- **AIM OF THE EXERCISE**
From the entries below, return only the lines starting at the one that contains "let rx = match" and ending at the one that contains "let cancel = self.cancel.clone();", exactly as they stand.

- **RECORDS PROVIDED**
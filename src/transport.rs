use std::sync::atomic::{AtomicBool, AtomicU8, AtomicUsize, Ordering};
use std::sync::{Arc, Mutex};

use futures_util::stream::{SplitSink, SplitStream};
use futures_util::{SinkExt, StreamExt};
use log::{debug, error, warn};
use thiserror::Error;
use tokio::net::TcpStream;
use tokio::sync::mpsc::{unbounded_channel, UnboundedReceiver, UnboundedSender};
use tokio::sync::oneshot;
use tokio::task::JoinHandle;
use tokio_tungstenite::tungstenite::Message as WsMessage;
use tokio_tungstenite::{connect_async, MaybeTlsStream, WebSocketStream};
use tokio_util::sync::CancellationToken;

type WsStream = WebSocketStream<MaybeTlsStream<TcpStream>>;
type WriteHalf = SplitSink<WsStream, WsMessage>;
type ReadHalf = SplitStream<WsStream>;

#[derive(Debug, Error)]
pub enum TransportError {
    #[error("handshake failed: {0}")]
    Handshake(tokio_tungstenite::tungstenite::Error),

    #[error("socket error: {0}")]
    Socket(#[from] tokio_tungstenite::tungstenite::Error),

    #[error("outbound queue is closed")]
    QueueClosed,

    #[error("binary frames are not supported")]
    UnsupportedFrame,

    #[error("connection was never started")]
    NotConnected,
}

#[derive(Clone, Copy, Debug, PartialEq, Eq)]
#[repr(u8)]
pub enum ConnectionState {
    Connecting = 0,
    Connected = 1,
    Error = 2,
    Closing = 3,
    Closed = 4,
}

impl ConnectionState {
    fn from_u8(value: u8) -> Self {
        match value {
            0 => ConnectionState::Connecting,
            1 => ConnectionState::Connected,
            2 => ConnectionState::Error,
            3 => ConnectionState::Closing,
            _ => ConnectionState::Closed,
        }
    }

    /// Legal transitions of the connection state machine. Error and Closed
    /// are terminal; a new connection must be created to reconnect.
    pub fn can_transition_to(self, next: ConnectionState) -> bool {
        use ConnectionState::*;

        matches!(
            (self, next),
            (Connecting, Connected)
                | (Connecting, Error)
                | (Connected, Error)
                | (Connected, Closing)
                | (Closing, Closed)
        )
    }
}

pub type StateCallback = Box<dyn Fn(ConnectionState, Option<&TransportError>) + Send + Sync>;

/// State cell plus the registered observer. Transitions are validated against
/// the state machine and the observer is invoked synchronously on the task
/// that detected the change.
struct StateCell {
    state: AtomicU8,
    observer: Mutex<Option<StateCallback>>,
}

impl StateCell {
    fn new() -> Self {
        Self {
            state: AtomicU8::new(ConnectionState::Connecting as u8),
            observer: Mutex::new(None),
        }
    }

    fn current(&self) -> ConnectionState {
        ConnectionState::from_u8(self.state.load(Ordering::Acquire))
    }

    fn transition(&self, next: ConnectionState, fault: Option<&TransportError>) -> bool {
        loop {
            let current = self.state.load(Ordering::Acquire);

            if !ConnectionState::from_u8(current).can_transition_to(next) {
                return false;
            }

            if self
                .state
                .compare_exchange(current, next as u8, Ordering::AcqRel, Ordering::Acquire)
                .is_ok()
            {
                if let Some(ref callback) = *self.observer.lock().unwrap() {
                    callback(next, fault);
                }

                return true;
            }
        }
    }
}

enum Outbound {
    Text(String),
    Binary(Vec<u8>),
    Close,
}

/// Client-side transport: one socket, an unbounded outbound queue drained by
/// a background sender task, and a receive loop that hands complete text
/// messages to a caller-supplied handler.
///
/// Senders never block on network I/O; backpressure shows up as queue growth,
/// which `queue_depth` exposes.
pub struct TransportConnection {
    url: String,
    state: Arc<StateCell>,
    outbound_tx: Mutex<Option<UnboundedSender<Outbound>>>,
    outbound_rx: Mutex<Option<UnboundedReceiver<Outbound>>>,
    reader_slot: Mutex<Option<oneshot::Receiver<ReadHalf>>>,
    queue_depth: Arc<AtomicUsize>,
    cancel: CancellationToken,
    tasks: Mutex<Vec<JoinHandle<()>>>,
    closing: AtomicBool,
    disposed: AtomicBool,
}

impl TransportConnection {
    pub fn new(url: impl Into<String>) -> Self {
        let (tx, rx) = unbounded_channel();

        Self {
            url: url.into(),
            state: Arc::new(StateCell::new()),
            outbound_tx: Mutex::new(Some(tx)),
            outbound_rx: Mutex::new(Some(rx)),
            reader_slot: Mutex::new(None),
            queue_depth: Arc::new(AtomicUsize::new(0)),
            cancel: CancellationToken::new(),
            tasks: Mutex::new(Vec::new()),
            closing: AtomicBool::new(false),
            disposed: AtomicBool::new(false),
        }
    }

    /// Registers the single state observer. Must be called before `connect`
    /// to observe the Connecting→Connected transition.
    pub fn on_state_change(&self, callback: StateCallback) {
        let mut observer = self.state.observer.lock().unwrap();

        if observer.is_some() {
            warn!("replacing an already-registered state observer");
        }

        *observer = Some(callback);
    }

    pub fn state(&self) -> ConnectionState {
        self.state.current()
    }

    /// Number of items waiting in the outbound queue.
    pub fn queue_depth(&self) -> usize {
        self.queue_depth.load(Ordering::Relaxed)
    }

    /// Begins the handshake without blocking the caller. On success the
    /// sender task starts draining the outbound queue; on failure the state
    /// observer sees Error with the fault attached.
    pub fn connect(&self) {
        let rx = match self.outbound_rx.lock().unwrap().take() {
            Some(rx) => rx,
            None => {
                warn!("connect called more than once");
                return;
            }
        };

        let (reader_tx, reader_rx) = oneshot::channel();
        *self.reader_slot.lock().unwrap() = Some(reader_rx);

        let url = self.url.clone();
        let state = Arc::clone(&self.state);
        let depth = Arc::clone(&self.queue_depth);
        let cancel = self.cancel.clone();

        let handle = tokio::spawn(async move {
            let result = tokio::select! {
                _ = cancel.cancelled() => return,
                result = connect_async(url.as_str()) => result,
            };

            let stream = match result {
                Ok((stream, _)) => stream,
                Err(e) => {
                    let fault = TransportError::Handshake(e);
                    error!("handshake with {} failed: {}", url, fault);
                    state.transition(ConnectionState::Error, Some(&fault));
                    return;
                }
            };

            let (write, read) = stream.split();

            state.transition(ConnectionState::Connected, None);
            let _ = reader_tx.send(read);

            Self::sender_loop(write, rx, state, depth, cancel).await;
        });

        self.tasks.lock().unwrap().push(handle);
    }

    async fn sender_loop(
        mut write: WriteHalf,
        mut rx: UnboundedReceiver<Outbound>,
        state: Arc<StateCell>,
        depth: Arc<AtomicUsize>,
        cancel: CancellationToken,
    ) {
        loop {
            let item = tokio::select! {
                _ = cancel.cancelled() => break,
                item = rx.recv() => match item {
                    Some(item) => item,
                    None => break,
                },
            };

            match item {
                Outbound::Text(text) => {
                    depth.fetch_sub(1, Ordering::Relaxed);

                    if let Err(e) = write.send(WsMessage::Text(text)).await {
                        let fault = TransportError::Socket(e);
                        error!("send failed: {}", fault);
                        state.transition(ConnectionState::Error, Some(&fault));
                        break;
                    }
                }
                Outbound::Binary(payload) => {
                    depth.fetch_sub(1, Ordering::Relaxed);

                    if let Err(e) = write.send(WsMessage::Binary(payload)).await {
                        let fault = TransportError::Socket(e);
                        error!("send failed: {}", fault);
                        state.transition(ConnectionState::Error, Some(&fault));
                        break;
                    }
                }
                Outbound::Close => {
                    state.transition(ConnectionState::Closing, None);

                    // Closed is reported even when the close frame cannot be
                    // sent; the fault rides along on the transition.
                    match write.send(WsMessage::Close(None)).await {
                        Ok(()) => {
                            state.transition(ConnectionState::Closed, None);
                        }
                        Err(e) => {
                            let fault = TransportError::Socket(e);
                            debug!("close frame send failed: {}", fault);
                            state.transition(ConnectionState::Closed, Some(&fault));
                        }
                    }

                    break;
                }
            }
        }
    }

    pub fn send_text(&self, payload: String) -> Result<(), TransportError> {
        self.enqueue(Outbound::Text(payload), true)
    }

    pub fn send_binary(&self, payload: Vec<u8>) -> Result<(), TransportError> {
        self.enqueue(Outbound::Binary(payload), true)
    }

    fn enqueue(&self, item: Outbound, counted: bool) -> Result<(), TransportError> {
        let guard = self.outbound_tx.lock().unwrap();

        let tx = match guard.as_ref() {
            Some(tx) => tx,
            None => {
                error!("enqueue rejected: outbound queue is closed");
                return Err(TransportError::QueueClosed);
            }
        };

        if counted {
            self.queue_depth.fetch_add(1, Ordering::Relaxed);
        }

        if tx.send(item).is_err() {
            if counted {
                self.queue_depth.fetch_sub(1, Ordering::Relaxed);
            }

            error!("enqueue rejected: sender task is gone");
            return Err(TransportError::QueueClosed);
        }

        Ok(())
    }

    /// Drives the read side of the socket until it closes, dispatching each
    /// complete text message to `handler`. Frame reassembly happens below us
    /// in tungstenite, so the handler only ever sees whole messages. Binary
    /// frames are a protocol violation here and abort the loop.
    pub async fn receive<F>(&self, mut handler: F) -> Result<(), TransportError>
    where
        F: FnMut(String),
    {
        let reader_rx = self
            .reader_slot
            .lock()
            .unwrap()
            .take()
            .ok_or(TransportError::NotConnected)?;

        // Resolves once the handshake completes; dropped on handshake failure.
        let mut read = match reader_rx.await {
            Ok(read) => read,
            Err(_) => return Err(TransportError::NotConnected),
        };

        loop {
            let next = tokio::select! {
                _ = self.cancel.cancelled() => break,
                next = read.next() => next,
            };

            let frame = match next {
                Some(frame) => frame,
                None => break,
            };

            match frame {
                Ok(WsMessage::Text(text)) => handler(text),
                Ok(WsMessage::Binary(_)) => {
                    let fault = TransportError::UnsupportedFrame;
                    error!("received a binary frame on a text-only transport");
                    self.state.transition(ConnectionState::Error, Some(&fault));
                    return Err(fault);
                }
                Ok(WsMessage::Close(_)) => {
                    debug!("peer sent close, shutting down");
                    self.disconnect().await;
                    break;
                }
                Ok(_) => {} // ping/pong, handled by the library
                Err(e) => {
                    let fault = TransportError::Socket(e);
                    error!("receive failed: {}", fault);
                    self.state.transition(ConnectionState::Error, Some(&fault));
                    return Err(fault);
                }
            }
        }

        Ok(())
    }

    /// Graceful shutdown: queues a close frame behind any pending payloads,
    /// after which the sender task reports Closing then Closed and exits.
    /// Idempotent.
    pub async fn disconnect(&self) {
        if self.closing.swap(true, Ordering::SeqCst) {
            return;
        }

        if self.enqueue(Outbound::Close, false).is_err() {
            // Queue already torn down; nothing left to flush.
            self.state.transition(ConnectionState::Closing, None);
            self.state.transition(ConnectionState::Closed, None);
        }
    }

    /// Synchronous teardown: closes the outbound queue, cancels the loops and
    /// aborts background tasks. Safe to call any number of times.
    pub fn dispose(&self) {
        if self.disposed.swap(true, Ordering::SeqCst) {
            return;
        }

        self.cancel.cancel();
        self.outbound_tx.lock().unwrap().take();

        for task in self.tasks.lock().unwrap().drain(..) {
            task.abort();
        }

        debug!("transport for {} disposed", self.url);
    }
}

impl Drop for TransportConnection {
    fn drop(&mut self) {
        self.dispose();
    }
}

- **EXERCISE SOLUTION**
        let rx = match self.outbound_rx.lock().unwrap().take() {
            Some(rx) => rx,
            None => {
                warn!("connect called more than once");
                return;
            }
        };

        let (reader_tx, reader_rx) = oneshot::channel();
        *self.reader_slot.lock().unwrap() = Some(reader_rx);

        let url = self.url.clone();
        let state = Arc::clone(&self.state);
        let depth = Arc::clone(&self.queue_depth);
        let cancel = self.cancel.clone();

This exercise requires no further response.